Grand Vizier of the Ottoman Empire
- In office 1413 – July 1421
- Monarchs: Mehmed I Murad II
- Preceded by: Imamzade Halil Pasha
- Succeeded by: Çandarlı Ibrahim Pasha the Elder

Personal details
- Born: Amasya, Turkey (then the Ottoman Empire)
- Died: July 1421 Sazlıdere, Keşan, Edirne, Turkey (then the Ottoman Empire)
- Relations: Hamza Bey (Brother)
- Parent: Amasyalı Yahşi Bey (Father)

= Bayezid Pasha =

Grand Vizier of the Ottoman Empire from 1413 to 1421

Bayezid Pasha or Beyazid Pasha (also known as Amasyalı Beyazid Pasha; died July 1421) was an Ottoman statesman who served as grand vizier of the Ottoman Empire from 1413 to 1421. He was the first Albanian and first Muslim from Balkans to become Grand Vizier of the Ottoman state.

==Biography==
Bayezid was of Albanian origin and a war captive. The 15th-century Byzantine historian Doukas described Bayezid as a slave of Albanian origin. Modern historian Uzunçarşılı, without citing a source, wrote that he was born in Amasya as the son of Amasyalı Yahşi Bey, earning him the epithet Amasyalı, meaning "from Amasya," which implied he wasn't a convert or at least not a recent one. This means their grandfather was an Albanian convert to Islam and joined the Ottoman conquest, settling in Amasya. He was raised in the imperial palace. While Bayezid I was sultan, he served in various military positions. When Bayezid I's son, the future sultan Mehmed I (then known as Mehmed Çelebi), was a provincial governor, Bayezid Pasha served as one of his head advisers.

After the disastrous Battle of Ankara in 1402, when Tamerlane defeated the Ottoman Empire and took sultan Bayezid I prisoner, Bayezid Pasha rescued the 15-year-old Mehmed Çelebi from Tamerlane's forces and brought him to his hometown of Amasya. After the subsequent Ottoman Interregnum in 1413, when Mehmed Çelebi finally defeated his brothers' claims to the throne, Bayezid Pasha became the official grand vizier under the now-sultan Mehmed I.

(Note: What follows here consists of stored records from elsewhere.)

//! Request and response bodies
//!
//! Every response carries `success` and `message`; field names follow the
//! camelCase JSON the clients expect.

use chrono::{DateTime, Utc};
use serde::{Deserialize, Serialize};

use crate::auth::{PublicUser, Session, UserId};

/// POST /api/register body
///
/// Fields are optional so a missing field produces the same 400 as an
/// empty one instead of a deserialization error.
#[derive(Debug, Clone, Default, Deserialize)]
pub struct RegisterRequest {
    #[serde(default)]
    pub username: Option<String>,
    #[serde(default)]
    pub password: Option<String>,
    #[serde(default)]
    pub email: Option<String>,
}

/// POST /api/login body
///
/// `username` may also hold the account's email address.
#[derive(Debug, Clone, Default, Deserialize)]
pub struct LoginRequest {
    #[serde(default)]
    pub username: Option<String>,
    #[serde(default)]
    pub password: Option<String>,
}

/// Plain `{success, message}` envelope
#[derive(Debug, Clone, Serialize, Deserialize)]
pub struct MessageResponse {
    pub success: bool,
    pub message: String,
}

impl MessageResponse {
    pub fn ok(message: impl Into<String>) -> Self {
        Self {
            success: true,
            message: message.into(),
        }
    }

    pub fn failed(message: impl Into<String>) -> Self {
        Self {
            success: false,
            message: message.into(),
        }
    }
}

#[derive(Debug, Clone, Serialize, Deserialize)]
#[serde(rename_all = "camelCase")]
pub struct RegisterResponse {
    pub success: bool,
    pub message: String,
    pub user_id: UserId,
}

#[derive(Debug, Clone, Serialize, Deserialize)]
pub struct LoginResponse {
    pub success: bool,
    pub message: String,
    pub token: String,
    pub user: PublicUser,
}

/// GET /api/profile response; `user` is the stored session record
#[derive(Debug, Clone, Serialize, Deserialize)]
pub struct ProfileResponse {
    pub success: bool,
    pub message: String,
    pub user: Session,
}

#[derive(Debug, Clone, Serialize, Deserialize)]
pub struct HealthResponse {
    pub success: bool,
    pub message: String,
    pub timestamp: DateTime<Utc>,
    pub version: String,
}

/// GET / response
#[derive(Debug, Clone, Serialize, Deserialize)]
pub struct ServiceInfoResponse {
    pub message: String,
    pub version: String,
    pub endpoints: EndpointIndex,
}

#[derive(Debug, Clone, Serialize, Deserialize)]
pub struct EndpointIndex {
    pub health: String,
    pub register: String,
    pub login: String,
    pub logout: String,
    pub profile: String,
}
//! Prometheus metrics registry and instruments.
//!
//! Instruments are global; the auth store updates the user and session
//! gauges, `track_http_metrics` covers every routed request.

use std::sync::Once;
use std::time::Instant;

use axum::{
    extract::{MatchedPath, Request},
    middleware::Next,
    response::Response,
};
use lazy_static::lazy_static;
use prometheus::{HistogramOpts, IntCounterVec, IntGauge, Opts, Registry};

lazy_static! {
    /// Global Prometheus registry
    pub static ref REGISTRY: Registry = Registry::new();

    // HTTP Metrics
    pub static ref HTTP_REQUESTS_TOTAL: IntCounterVec = IntCounterVec::new(
        Opts::new("authgate_http_requests_total", "Total number of HTTP requests"),
        &["method", "endpoint", "status"]
    ).expect("metric can be created");
    pub static ref HTTP_REQUEST_DURATION_SECONDS: prometheus::HistogramVec = prometheus::HistogramVec::new(
        HistogramOpts::new(
            "authgate_http_request_duration_seconds",
            "HTTP request duration in seconds"
        ).buckets(vec![0.0005, 0.001, 0.005, 0.01, 0.025, 0.05, 0.1, 0.25, 0.5, 1.0]),
        &["method", "endpoint"]
    ).expect("metric can be created");

    // Auth Metrics
    pub static ref AUTH_EVENTS_TOTAL: IntCounterVec = IntCounterVec::new(
        Opts::new("authgate_auth_events_total", "Total number of authentication operations"),
        &["event", "outcome"]
    ).expect("metric can be created");
    pub static ref USERS_TOTAL: IntGauge = IntGauge::new(
        "authgate_users_total",
        "Total number of registered users"
    ).expect("metric can be created");
    pub static ref SESSIONS_ACTIVE: IntGauge = IntGauge::new(
        "authgate_sessions_active",
        "Current number of live sessions"
    ).expect("metric can be created");

    // Error Metrics
    pub static ref ERRORS_TOTAL: IntCounterVec = IntCounterVec::new(
        Opts::new("authgate_errors_total", "Total number of error responses"),
        &["error_type"]
    ).expect("metric can be created");
}

static INIT: Once = Once::new();

/// Initialize metrics registry.
///
/// Safe to call more than once; only the first call registers.
pub fn init_metrics() {
    INIT.call_once(|| {
        REGISTRY
            .register(Box::new(HTTP_REQUESTS_TOTAL.clone()))
            .expect("HTTP_REQUESTS_TOTAL can be registered");
        REGISTRY
            .register(Box::new(HTTP_REQUEST_DURATION_SECONDS.clone()))
            .expect("HTTP_REQUEST_DURATION_SECONDS can be registered");
        REGISTRY
            .register(Box::new(AUTH_EVENTS_TOTAL.clone()))
            .expect("AUTH_EVENTS_TOTAL can be registered");
        REGISTRY
            .register(Box::new(USERS_TOTAL.clone()))
            .expect("USERS_TOTAL can be registered");
        REGISTRY
            .register(Box::new(SESSIONS_ACTIVE.clone()))
            .expect("SESSIONS_ACTIVE can be registered");
        REGISTRY
            .register(Box::new(ERRORS_TOTAL.clone()))
            .expect("ERRORS_TOTAL can be registered");

        tracing::info!("Metrics registry initialized");
    });
}

/// Record request count and latency for every routed request
///
/// Labels use the matched route template, so unmatched paths all fall under
/// `"unmatched"` instead of growing the label set.
pub async fn track_http_metrics(request: Request, next: Next) -> Response {
    let method = request.method().to_string();
    let endpoint = request
        .extensions()
        .get::<MatchedPath>()
        .map(|path| path.as_str().to_owned())
        .unwrap_or_else(|| "unmatched".to_string());

    let started = Instant::now();
    let response = next.run(request).await;

    HTTP_REQUEST_DURATION_SECONDS
        .with_label_values(&[method.as_str(), endpoint.as_str()])
        .observe(started.elapsed().as_secs_f64());
    HTTP_REQUESTS_TOTAL
        .with_label_values(&[method.as_str(), endpoint.as_str(), response.status().as_str()])
        .inc();

    response
}

#[cfg(test)]
mod tests {
    use super::*;

    #[test]
    fn init_is_idempotent() {
        init_metrics();
        init_metrics();

        USERS_TOTAL.set(3);
        let families = REGISTRY.gather();
        assert!(
            families
                .iter()
                .any(|family| family.get_name() == "authgate_users_total")
        );
    }
}
//! `/metrics` endpoint
//!
//! Serves the `authgate_*` instruments: per-route HTTP counts and latency,
//! register/login/logout outcomes, the user and live-session gauges, and
//! error responses by type. Only callers holding a live session get in.

use axum::{
    Router,
    http::{StatusCode, header::CONTENT_TYPE},
    response::{IntoResponse, Response},
    routing::get,
};
use prometheus::{Encoder, TextEncoder};

use crate::metrics::REGISTRY;

/// GET /metrics
async fn metrics_handler() -> Response {
    let encoder = TextEncoder::new();
    let metric_families = REGISTRY.gather();

    match encoder.encode_to_string(&metric_families) {
        Ok(metrics_text) => (
            StatusCode::OK,
            [(CONTENT_TYPE, encoder.format_type().to_string())],
            metrics_text,
        )
            .into_response(),
        Err(e) => {
            tracing::error!(error = %e, "Failed to encode metrics");
            (StatusCode::INTERNAL_SERVER_ERROR, "Failed to encode metrics").into_response()
        }
    }
}

/// Create metrics router
///
/// Exposes the `/metrics` endpoint.
/// Authentication is applied by the top-level router composition.
pub fn metrics_router<S>() -> Router<S>
where
    S: Clone + Send + Sync + 'static,
{
    Router::new().route(
        "/metrics",
        get(metrics_handler).fallback(super::not_found),
    )
}
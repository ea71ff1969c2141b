//! Account and session records

use chrono::{DateTime, Utc};
use serde::{Deserialize, Serialize};

/// User ID wrapper (ULID format, 26 characters)
///
/// Example: "01ARZ3NDEKTSV4RRFFQ69G5FAV"
#[derive(Debug, Clone, PartialEq, Eq, Hash, Serialize, Deserialize)]
#[serde(transparent)]
pub struct UserId(pub String);

impl UserId {
    /// Generate a new ULID
    pub fn new() -> Self {
        Self(ulid::Ulid::new().to_string())
    }
}

impl Default for UserId {
    fn default() -> Self {
        Self::new()
    }
}

impl std::fmt::Display for UserId {
    fn fmt(&self, f: &mut std::fmt::Formatter<'_>) -> std::fmt::Result {
        f.write_str(&self.0)
    }
}

/// A registered account
///
/// Never serialized: responses use [`PublicUser`].
#[derive(Clone)]
pub struct User {
    pub id: UserId,
    pub username: String,
    /// Stored exactly as submitted. Compared only through
    /// [`super::password::verify_password`].
    pub password: String,
    pub email: String,
    pub created_at: DateTime<Utc>,
}

impl User {
    /// The fields safe to hand back to clients
    pub fn public_view(&self) -> PublicUser {
        PublicUser {
            id: self.id.clone(),
            username: self.username.clone(),
            email: self.email.clone(),
        }
    }
}

impl std::fmt::Debug for User {
    fn fmt(&self, f: &mut std::fmt::Formatter<'_>) -> std::fmt::Result {
        f.debug_struct("User")
            .field("id", &self.id)
            .field("username", &self.username)
            .field("password", &"[redacted]")
            .field("email", &self.email)
            .field("created_at", &self.created_at)
            .finish()
    }
}

/// Public user view returned on login
#[derive(Debug, Clone, PartialEq, Eq, Serialize, Deserialize)]
pub struct PublicUser {
    pub id: UserId,
    pub username: String,
    pub email: String,
}

/// Server-side session record, keyed by its token
#[derive(Debug, Clone, PartialEq, Eq, Serialize, Deserialize)]
#[serde(rename_all = "camelCase")]
pub struct Session {
    pub user_id: UserId,
    pub username: String,
    pub login_time: DateTime<Utc>,
}

/// Result of a successful registration
#[derive(Debug, Clone)]
pub struct Registration {
    pub user_id: UserId,
}

/// Result of a successful login
#[derive(Debug, Clone)]
pub struct LoginOutcome {
    /// Opaque bearer token for the new session
    pub token: String,
    pub user: PublicUser,
}
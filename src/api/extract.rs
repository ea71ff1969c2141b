//! Request body extraction
//!
//! Account endpoints take either a JSON body or an HTML-form body.

use axum::{
    Form, Json, async_trait,
    extract::{FromRequest, Request},
    http::header::CONTENT_TYPE,
};
use serde::de::DeserializeOwned;

use crate::error::AppError;

const FORM_CONTENT_TYPE: &str = "application/x-www-form-urlencoded";

/// Body decoded from `application/x-www-form-urlencoded` or JSON
///
/// The Content-Type header picks the decoder; anything that is not a form
/// goes through the JSON extractor and its content-type check. Rejections
/// become 400s in the standard error envelope.
#[derive(Debug, Clone)]
pub struct JsonOrForm<T>(pub T);

fn is_form(request: &Request) -> bool {
    request
        .headers()
        .get(CONTENT_TYPE)
        .and_then(|value| value.to_str().ok())
        .is_some_and(|value| value.starts_with(FORM_CONTENT_TYPE))
}

#[async_trait]
impl<T, S> FromRequest<S> for JsonOrForm<T>
where
    T: DeserializeOwned,
    S: Send + Sync,
{
    type Rejection = AppError;

    async fn from_request(request: Request, state: &S) -> Result<Self, Self::Rejection> {
        if is_form(&request) {
            let Form(value) = Form::<T>::from_request(request, state)
                .await
                .map_err(|rejection| reject_body(rejection.body_text()))?;
            return Ok(JsonOrForm(value));
        }

        let Json(value) = Json::<T>::from_request(request, state)
            .await
            .map_err(|rejection| reject_body(rejection.body_text()))?;
        Ok(JsonOrForm(value))
    }
}

fn reject_body(message: String) -> AppError {
    tracing::debug!(error = %message, "Rejected request body");
    AppError::Validation(message)
}

#[cfg(test)]
mod tests {
    use super::*;
    use crate::api::RegisterRequest;
    use axum::body::Body;

    fn request(content_type: &str, body: &'static str) -> Request {
        axum::http::Request::builder()
            .method("POST")
            .uri("/api/register")
            .header(CONTENT_TYPE, content_type)
            .body(Body::from(body))
            .unwrap()
    }

    #[tokio::test]
    async fn decodes_form_body() {
        let JsonOrForm(req) = JsonOrForm::<RegisterRequest>::from_request(
            request(FORM_CONTENT_TYPE, "username=alice&password=pw1&email=a%40x.com"),
            &(),
        )
        .await
        .unwrap();

        assert_eq!(req.username.as_deref(), Some("alice"));
        assert_eq!(req.password.as_deref(), Some("pw1"));
        assert_eq!(req.email.as_deref(), Some("a@x.com"));
    }

    #[tokio::test]
    async fn decodes_json_body() {
        let JsonOrForm(req) = JsonOrForm::<RegisterRequest>::from_request(
            request("application/json", r#"{"username":"alice"}"#),
            &(),
        )
        .await
        .unwrap();

        assert_eq!(req.username.as_deref(), Some("alice"));
        assert_eq!(req.email, None);
    }

    #[tokio::test]
    async fn rejects_unsupported_content_type() {
        let result = JsonOrForm::<RegisterRequest>::from_request(
            request("text/plain", "username=alice"),
            &(),
        )
        .await;

        assert!(matches!(result, Err(AppError::Validation(_))));
    }
}
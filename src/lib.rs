//! Authgate - A minimal session-based authentication service
//!
//! # Architecture
//!
//! ```text
//! ┌─────────────────────────────────────────────────────────────┐
//! │                      API Layer (Axum)                        │
//! │  - /api/register, /api/login, /api/logout, /api/profile     │
//! │  - /api/health, /, /metrics                                 │
//! └─────────────────────────────────────────────────────────────┘
//!                              │
//! ┌─────────────────────────────────────────────────────────────┐
//! │                      Auth Store                              │
//! │  - Users (append-only, in memory)                           │
//! │  - Sessions (token -> session, in memory)                   │
//! └─────────────────────────────────────────────────────────────┘
//! ```
//!
//! # Modules
//!
//! - `api`: HTTP handlers
//! - `auth`: Users, sessions, tokens and bearer extraction
//! - `config`: Configuration management
//! - `error`: Error types
//! - `metrics`: Prometheus instruments

pub mod api;
pub mod auth;
pub mod config;
pub mod error;
pub mod metrics;

use std::any::Any;
use std::sync::Arc;

use axum::{
    Json, Router,
    extract::{Request, State},
    http::StatusCode,
    middleware::{self, Next},
    response::{IntoResponse, Response},
    routing::get,
};

/// Application state shared across all handlers
///
/// Cloned for each request; the store itself is shared.
#[derive(Clone)]
pub struct AppState {
    /// Application configuration
    pub config: Arc<config::AppConfig>,

    /// Users and sessions
    pub auth: Arc<auth::AuthStore>,
}

impl AppState {
    /// Initialize application state with an empty store
    pub fn new(config: config::AppConfig) -> Self {
        tracing::info!(
            environment = ?config.server.environment,
            "Initializing application state..."
        );

        Self {
            config: Arc::new(config),
            auth: Arc::new(auth::AuthStore::new()),
        }
    }
}

/// Build the Axum router with all routes.
///
/// This is shared by the binary and integration tests to keep route
/// composition consistent across environments.
pub fn build_router(state: AppState) -> Router {
    use tower_http::{catch_panic::CatchPanicLayer, trace::TraceLayer};

    let cors_layer = build_cors_layer(&state.config.server);
    let expose_details = state.config.server.environment.exposes_error_details();

    let metrics_routes = api::metrics_router().route_layer(middleware::from_fn_with_state(
        state.clone(),
        auth::require_auth,
    ));

    Router::new()
        .route("/", get(api::service_info).fallback(api::not_found))
        .nest("/api", api::api_router())
        .merge(metrics_routes)
        .fallback(api::not_found)
        .layer(middleware::from_fn(metrics::track_http_metrics))
        .layer(middleware::from_fn_with_state(
            state.clone(),
            expose_error_detail,
        ))
        .layer(CatchPanicLayer::custom(
            move |panic: Box<dyn Any + Send + 'static>| panic_response(panic, expose_details),
        ))
        .layer(TraceLayer::new_for_http())
        .layer(cors_layer)
        .with_state(state)
}

fn build_cors_layer(server: &config::ServerConfig) -> tower_http::cors::CorsLayer {
    use axum::http::HeaderValue;
    use tower_http::cors::{Any, CorsLayer};

    if server.cors_allowed_origins.is_empty() {
        return CorsLayer::permissive();
    }

    let origins: Vec<HeaderValue> = server
        .cors_allowed_origins
        .iter()
        .filter_map(|origin| match HeaderValue::from_str(origin) {
            Ok(value) => Some(value),
            Err(error) => {
                tracing::error!(%error, %origin, "Ignoring unparseable CORS origin");
                None
            }
        })
        .collect();

    CorsLayer::new()
        .allow_origin(origins)
        .allow_methods(Any)
        .allow_headers(Any)
}

/// Copy internal error detail into 500 bodies in development
async fn expose_error_detail(
    State(state): State<AppState>,
    request: Request,
    next: Next,
) -> Response {
    let response = next.run(request).await;
    if !state.config.server.environment.exposes_error_details() {
        return response;
    }

    let detail = response
        .extensions()
        .get::<error::InternalErrorDetail>()
        .map(|detail| detail.0.clone());
    match detail {
        Some(detail) => internal_error_body(Some(&detail)),
        None => response,
    }
}

fn panic_response(panic: Box<dyn Any + Send + 'static>, expose_details: bool) -> Response {
    let detail = panic
        .downcast_ref::<String>()
        .cloned()
        .or_else(|| panic.downcast_ref::<&str>().map(|s| s.to_string()))
        .unwrap_or_else(|| "unknown panic".to_string());

    tracing::error!(panic = %detail, "Handler panicked");
    metrics::ERRORS_TOTAL.with_label_values(&["panic"]).inc();

    internal_error_body(expose_details.then_some(detail.as_str()))
}

fn internal_error_body(detail: Option<&str>) -> Response {
    let mut body = serde_json::json!({
        "success": false,
        "message": error::INTERNAL_ERROR_MESSAGE,
    });
    if let Some(detail) = detail {
        body["error"] = serde_json::Value::from(detail);
    }
    (StatusCode::INTERNAL_SERVER_ERROR, Json(body)).into_response()
}

#[cfg(test)]
mod tests {
    use super::*;
    use axum::body::Body;
    use tower::ServiceExt;

    async fn send(router: Router, uri: &str) -> (StatusCode, serde_json::Value) {
        let response = router
            .oneshot(
                axum::http::Request::builder()
                    .uri(uri)
                    .body(Body::empty())
                    .unwrap(),
            )
            .await
            .unwrap();
        let status = response.status();
        let bytes = axum::body::to_bytes(response.into_body(), usize::MAX)
            .await
            .unwrap();
        (status, serde_json::from_slice(&bytes).unwrap())
    }

    async fn explode() -> &'static str {
        panic!("handler exploded")
    }

    fn failing_router(environment: config::Environment) -> Router {
        let mut config = config::AppConfig::for_tests();
        config.server.environment = environment;
        let state = AppState::new(config);

        Router::new()
            .route(
                "/fail",
                get(|| async { error::AppError::Internal(anyhow::anyhow!("disk on fire")) }),
            )
            .route("/panic", get(explode))
            .layer(middleware::from_fn_with_state(
                state.clone(),
                expose_error_detail,
            ))
            .layer(tower_http::catch_panic::CatchPanicLayer::custom(
                move |panic: Box<dyn Any + Send + 'static>| {
                    panic_response(panic, environment.exposes_error_details())
                },
            ))
            .with_state(state)
    }

    #[tokio::test]
    async fn internal_error_detail_only_in_development() {
        let (status, body) = send(failing_router(config::Environment::Development), "/fail").await;
        assert_eq!(status, StatusCode::INTERNAL_SERVER_ERROR);
        assert_eq!(body["message"], "Internal server error");
        assert!(body["error"].as_str().unwrap().contains("disk on fire"));

        let (status, body) = send(failing_router(config::Environment::Production), "/fail").await;
        assert_eq!(status, StatusCode::INTERNAL_SERVER_ERROR);
        assert!(body.get("error").is_none());
    }

    #[tokio::test]
    async fn panics_become_internal_errors() {
        let (status, body) = send(failing_router(config::Environment::Production), "/panic").await;
        assert_eq!(status, StatusCode::INTERNAL_SERVER_ERROR);
        assert_eq!(body["success"], false);
        assert!(body.get("error").is_none());

        let (_, body) = send(failing_router(config::Environment::Development), "/panic").await;
        assert_eq!(body["error"], "handler exploded");
    }

    #[tokio::test]
    async fn unmatched_route_reports_path() {
        let router = build_router(AppState::new(config::AppConfig::for_tests()));

        let (status, body) = send(router, "/api/nope?x=1").await;

        assert_eq!(status, StatusCode::NOT_FOUND);
        assert_eq!(body["message"], "Endpoint not found");
        assert_eq!(body["path"], "/api/nope?x=1");
    }
}
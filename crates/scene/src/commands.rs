//! Applying UI messages to the viewer state

use bevy::prelude::*;
use customizer::{StateChange, ViewerState};
use scarab_ipc::{UiToViewer, ViewerToUi};

use crate::ViewerSet;
use crate::heads::sync_head_visibility;
use crate::messages::{CommandInbox, OutboundUiMessages};

/// State, queues and the command drain. Needs no renderer, so it is the
/// part of the scene that headless tests run.
pub struct CommandPlugin;

impl Plugin for CommandPlugin {
    fn build(&self, app: &mut App) {
        app.init_resource::<ViewerState>()
            .init_resource::<CommandInbox>()
            .init_resource::<OutboundUiMessages>()
            .configure_sets(
                Update,
                (ViewerSet::Input, ViewerSet::Commands, ViewerSet::Sync, ViewerSet::Capture).chain(),
            )
            .add_systems(Startup, announce_initial_state)
            .add_systems(Update, apply_ui_messages.in_set(ViewerSet::Commands))
            .add_systems(Update, sync_head_visibility.in_set(ViewerSet::Sync));
    }
}

fn announce_initial_state(state: Res<ViewerState>, mut outbound: ResMut<OutboundUiMessages>) {
    info!(
        "Starting with base {} and accent {}",
        state.shading.base_color, state.shading.accent_color
    );
    outbound.send(ViewerToUi::Initialize(state.snapshot()));
}

/// Drain the inbox into [`ViewerState`].
///
/// Applies bypass change detection; the state is only flagged changed when
/// something the renderer reads was modified.
fn apply_ui_messages(
    mut inbox: ResMut<CommandInbox>,
    mut state: ResMut<ViewerState>,
    mut outbound: ResMut<OutboundUiMessages>,
) {
    if inbox.is_empty() {
        return;
    }

    for msg in inbox.drain() {
        let command = match msg {
            UiToViewer::Ready => {
                outbound.send(ViewerToUi::Initialize(state.snapshot()));
                continue;
            }
            UiToViewer::Command(command) => command,
        };

        match state.bypass_change_detection().apply(&command) {
            Ok(StateChange::Unchanged) => {}
            Ok(StateChange::Shading) => state.set_changed(),
            Ok(StateChange::Pattern(pattern)) => {
                state.set_changed();
                outbound.send(ViewerToUi::PatternChanged { pattern });
            }
            Ok(StateChange::Head(head)) => {
                state.set_changed();
                outbound.send(ViewerToUi::HeadChanged { head });
            }
            Ok(StateChange::Panel(panel)) => {
                outbound.send(ViewerToUi::PanelChanged { panel });
            }
            Err(e) => warn!("Ignoring {:?}: {}", command, e),
        }
    }
}
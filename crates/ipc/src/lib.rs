//! IPC message protocol for Scarab
//!
//! Defines every message exchanged between a control panel (the egui panel in
//! the native build, the host page in the WASM build) and the viewer.

mod commands;
mod error;
mod messages;
mod types;

pub use commands::*;
pub use error::*;
pub use messages::*;
pub use types::*;
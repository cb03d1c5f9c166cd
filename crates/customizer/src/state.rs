//! The viewer's application state and its single command handler

use scarab_ipc::{HeadVariant, Panel, PatternKind, ViewerCommand, ViewerSnapshot};
use tracing::debug;

#[cfg(feature = "bevy")]
use bevy::prelude::Resource;

use crate::error::CommandError;
use crate::heads::HeadVariants;
use crate::palette::Palette;
use crate::panel::PanelState;
use crate::params::{HeadShading, ShadingParams};

/// What a command changed, so the renderer only re-uploads what it must
#[derive(Debug, Clone, Copy, PartialEq, Eq)]
pub enum StateChange {
    /// The command matched the current state
    Unchanged,
    /// A carapace color or scalar changed
    Shading,
    Pattern(PatternKind),
    Head(HeadVariant),
    /// Panel state changed. Never affects rendering.
    Panel(Option<Panel>),
}

/// Everything the controls can change, owned in one place.
#[derive(Debug, Clone, Default, PartialEq)]
#[cfg_attr(feature = "bevy", derive(Resource))]
pub struct ViewerState {
    pub shading: ShadingParams,
    pub head_shading: HeadShading,
    heads: HeadVariants,
    panel: PanelState,
}

impl ViewerState {
    pub fn new(shading: ShadingParams, head_shading: HeadShading) -> Self {
        Self {
            shading,
            head_shading,
            ..Default::default()
        }
    }

    /// Default parameters with the given starting colors
    pub fn with_palette(palette: Palette) -> Self {
        Self::new(
            ShadingParams {
                base_color: palette.base,
                accent_color: palette.accent,
                ..Default::default()
            },
            HeadShading::default(),
        )
    }

    pub fn heads(&self) -> &HeadVariants {
        &self.heads
    }

    pub fn panel(&self) -> PanelState {
        self.panel
    }

    /// Record the head variants found in the loaded model; shows the first
    pub fn model_loaded(&mut self, heads: impl IntoIterator<Item = HeadVariant>) -> Option<HeadVariant> {
        self.heads.on_model_loaded(heads)
    }

    /// Apply one UI intent.
    ///
    /// On error nothing was mutated; callers log the error and carry on.
    pub fn apply(&mut self, command: &ViewerCommand) -> Result<StateChange, CommandError> {
        let change = match *command {
            ViewerCommand::SetBaseColor(color) => {
                replace(&mut self.shading.base_color, color, StateChange::Shading)
            }
            ViewerCommand::SetAccentColor(color) => {
                replace(&mut self.shading.accent_color, color, StateChange::Shading)
            }
            ViewerCommand::SelectPattern(pattern) => {
                replace(&mut self.shading.pattern, pattern, StateChange::Pattern(pattern))
            }
            ViewerCommand::SelectHead(head) => {
                if self.heads.switch_to(head)? {
                    StateChange::Head(head)
                } else {
                    StateChange::Unchanged
                }
            }
            ViewerCommand::SetShadingParam { param, value } => {
                if !value.is_finite() {
                    return Err(CommandError::NonFiniteValue { param, value });
                }
                if self.shading.set(param, value) {
                    StateChange::Shading
                } else {
                    StateChange::Unchanged
                }
            }
            ViewerCommand::TogglePanel(panel) => StateChange::Panel(self.panel.toggle(panel)),
            ViewerCommand::ClickOutside => {
                if self.panel.close() {
                    StateChange::Panel(None)
                } else {
                    StateChange::Unchanged
                }
            }
        };
        debug!("Applied {:?}: {:?}", command, change);
        Ok(change)
    }

    /// Current state in the shape the UI consumes
    pub fn snapshot(&self) -> ViewerSnapshot {
        let s = &self.shading;
        ViewerSnapshot {
            base_color: s.base_color,
            accent_color: s.accent_color,
            pattern: s.pattern,
            head: self.heads.active(),
            panel: self.panel.open_panel(),
            iridescence_strength: s.iridescence_strength,
            iridescence_shift: s.iridescence_shift,
            shininess: s.shininess,
            specular_strength: s.specular_strength,
            environment_intensity: s.environment_intensity,
        }
    }
}

fn replace<T: PartialEq>(slot: &mut T, value: T, change: StateChange) -> StateChange {
    if *slot == value {
        return StateChange::Unchanged;
    }
    *slot = value;
    change
}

Under Mehmed I, Bayezid Pasha crushed the rebellion of Sheikh Bedreddin in 1420.

After Mehmed I's death on May 26, 1421, upon Mehmed's request, Bayezid Pasha kept the sultan's death a secret for the 40 days it took his son and successor Murad II to arrive in the capital to ascend the throne. This move was in order to avoid a civil war in an empire still reeling from that of the Ottoman Interregnum.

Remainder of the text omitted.